Emily Gillbanks

Emily Gillbanks (b. 1999) is a British painter and researcher based in East Anglia, whose practice explores what it means to paint from life in a digitally saturated world. Deeply engaged with the legacies of social realism and the evolving genre of New Figurative painting, her work blends traditional painterly techniques with the visual languages of spatial computing and screen-based culture. By treating her subjects—often family members, friends, and everyday strangers—as both deeply personal and abstracted figures, she repositions portraiture as a means of inquiry into the nature of contemporary presence and perception.

 

Gillbanks holds an MA in Painting from the Royal College of Art, where she was the youngest person ever to receive the degree. During her time there, she was awarded the Elizabeth Greenshields Foundation Grant twice and won The Fribourg Philanthropies Painting Prize upon graduating in 2022. Her early promise was also recognized by The de László Foundation, who awarded her the Medal for Excellence in Painting in 2021 for her work Three Things, exhibited at Mall Galleries. She was also shortlisted for both the BP Portrait Award and The Freelands Painting Prize in 2020.

 

Her paintings draw from historical compositions, theatre, and canonical portraiture while engaging critically with contemporary questions of technology, identity, and observation.
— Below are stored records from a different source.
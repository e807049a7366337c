//! Data Transfer Objects for REST request/response serialization.
//!
//! Request DTOs convert into validated domain drafts with `TryFrom`;
//! response DTOs are built from service results with `From`.

pub mod artist_dto;
pub mod common_dto;
pub mod show_dto;
pub mod venue_dto;

pub use artist_dto::*;
pub use common_dto::*;
pub use show_dto::*;
pub use venue_dto::*;
#[cfg(test)]
#[allow(clippy::panic)]
mod tests {
    use chrono::NaiveDateTime;

    use super::*;

    const MIGRATION: &str = include_str!("../../migrations/20240101000000_create_listings.sql");

    fn draft() -> ShowDraft {
        ShowDraft {
            artist_id: ArtistId::new(7),
            venue_id: VenueId::new(3),
            start_time: NaiveDateTime::default(),
        }
    }

    #[test]
    fn pattern_wraps_term() {
        assert_eq!(contains_pattern("hop"), "%hop%");
        assert_eq!(contains_pattern(""), "%%");
    }

    #[test]
    fn pattern_escapes_wildcards() {
        assert_eq!(contains_pattern("100%"), "%100\\%%");
        assert_eq!(contains_pattern("a_b"), "%a\\_b%");
        assert_eq!(contains_pattern("back\\slash"), "%back\\\\slash%");
    }

    #[test]
    fn artist_key_names_the_artist() {
        let err = unknown_reference(Some("shows_artist_id_fkey"), &draft());
        let Some(err) = err else {
            panic!("artist key not recognized");
        };
        assert_eq!(err.to_string(), "validation failed: unknown artist 7");
    }

    #[test]
    fn venue_key_names_the_venue() {
        let err = unknown_reference(Some("shows_venue_id_fkey"), &draft());
        let Some(err) = err else {
            panic!("venue key not recognized");
        };
        assert_eq!(err.to_string(), "validation failed: unknown venue 3");
    }

    #[test]
    fn other_constraints_are_not_references() {
        let lookalike = unknown_reference(Some("shows_artist_fkey_old"), &draft());
        assert!(lookalike.is_none());
        let unnamed = unknown_reference(None, &draft());
        assert!(unnamed.is_none());
    }

    #[test]
    fn key_names_match_the_schema() {
        let artist = format!("CONSTRAINT {SHOW_ARTIST_FK} FOREIGN KEY (artist_id)");
        let venue = format!("CONSTRAINT {SHOW_VENUE_FK} FOREIGN KEY (venue_id)");
        assert!(MIGRATION.contains(&artist));
        assert!(MIGRATION.contains(&venue));
    }
}
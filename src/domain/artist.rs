//! Artist records.

use serde::{Deserialize, Serialize};
use utoipa::ToSchema;

use super::ArtistId;

/// A performer that can appear in shows.
#[derive(Debug, Clone, PartialEq, Eq, Serialize, Deserialize, ToSchema)]
pub struct Artist {
    /// Store-assigned identifier.
    pub id: ArtistId,
    /// Display name.
    pub name: String,
    /// Home city.
    pub city: String,
    /// Home state code.
    pub state: String,
    /// Contact phone.
    pub phone: Option<String>,
    /// Genres performed, without duplicates.
    pub genres: Vec<String>,
    /// Picture shown on listings.
    pub image_link: Option<String>,
    /// Facebook page.
    pub facebook_link: Option<String>,
}

/// Validated artist fields for create and edit.
#[derive(Debug, Clone, PartialEq, Eq)]
pub struct ArtistDraft {
    /// Display name.
    pub name: String,
    /// Home city.
    pub city: String,
    /// Home state code.
    pub state: String,
    /// Contact phone.
    pub phone: Option<String>,
    /// Genres, already deduplicated.
    pub genres: Vec<String>,
    /// Picture shown on listings.
    pub image_link: Option<String>,
    /// Facebook page.
    pub facebook_link: Option<String>,
}

impl Artist {
    /// Builds a stored artist from a draft and its assigned id.
    #[must_use]
    pub fn from_draft(id: ArtistId, draft: ArtistDraft) -> Self {
        Self {
            id,
            name: draft.name,
            city: draft.city,
            state: draft.state,
            phone: draft.phone,
            genres: draft.genres,
            image_link: draft.image_link,
            facebook_link: draft.facebook_link,
        }
    }
}
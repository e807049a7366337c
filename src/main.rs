//! fyyur server entry point.
//!
//! Starts the Axum HTTP server backed by PostgreSQL, or by an in-memory
//! store when persistence is disabled.

use std::sync::Arc;

use tracing_subscriber::EnvFilter;
use tracing_subscriber::fmt;
use tracing_subscriber::layer::SubscriberExt;
use tracing_subscriber::util::SubscriberInitExt;

use fyyur::api;
use fyyur::app_state::AppState;
use fyyur::config::{FyyurConfig, LogFormat};
use fyyur::persistence::{MemoryStore, PostgresStore, RecordStore};
use fyyur::service::ListingService;

#[tokio::main]
async fn main() -> Result<(), Box<dyn std::error::Error>> {
    // Load configuration
    let config = FyyurConfig::from_env()?;

    // Initialize tracing
    init_tracing(config.log_format);
    tracing::info!(addr = %config.listen_addr, "starting fyyur");

    // Build persistence layer
    let store: Arc<dyn RecordStore> = if config.persistence_enabled {
        let store = PostgresStore::connect(&config).await?;
        if config.run_migrations {
            store.run_migrations().await?;
        }
        Arc::new(store)
    } else {
        tracing::warn!("persistence disabled, records are kept in memory");
        Arc::new(MemoryStore::new())
    };

    // Build service layer and application state
    let app_state = AppState::new(ListingService::new(store));

    // Build router
    let app = api::build_app(app_state, config.request_timeout());

    // Start server
    let listener = tokio::net::TcpListener::bind(config.listen_addr).await?;
    tracing::info!(addr = %config.listen_addr, "server listening");

    axum::serve(listener, app).await?;

    Ok(())
}

fn init_tracing(format: LogFormat) {
    let env_filter = EnvFilter::try_from_default_env()
        .unwrap_or_else(|_| EnvFilter::new("fyyur=info,tower_http=info"));
    let (json_layer, text_layer) = match format {
        LogFormat::Json => (Some(fmt::layer().json().flatten_event(true)), None),
        LogFormat::Pretty => (None, Some(fmt::layer())),
    };

    tracing_subscriber::registry()
        .with(env_filter)
        .with(json_layer)
        .with(text_layer)
        .init();
}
Gillbanks describes her process as a form of data attainment—treating her subjects like notations, rich with coded emotional and visual information to be extracted and interpreted. Through this, she investigates the dissonance between physical and digital presence, coining the term quasi-Dasein to describe a form of “seeming” presence that emerges through digital mediation.

 

In her conceptually driven and visually rich paintings, faces and bodies become sites of philosophical questioning: how do we encounter one another when filtered through layers of surveillance, social media, and the vernacular of screens? She draws on the writings of Heidegger and Rilke to inform her phenomenological and ontological approach, arguing that the so-called “lies” within her paintings are often more truthful than appearances—because they are illusions she chooses and constructs deliberately.

 

In 2023, Gillbanks held her debut solo exhibition, Temporary Sitters, at JD Malat Gallery in London. The show examined alienation, anonymity, and the quiet intimacy of shared public spaces. In 2025 Emily showcased Haus: Everything is a Short-Lived Expereince, a reflection of the home, space and intimacy in an age of digital mediation at Hope93 Gallery.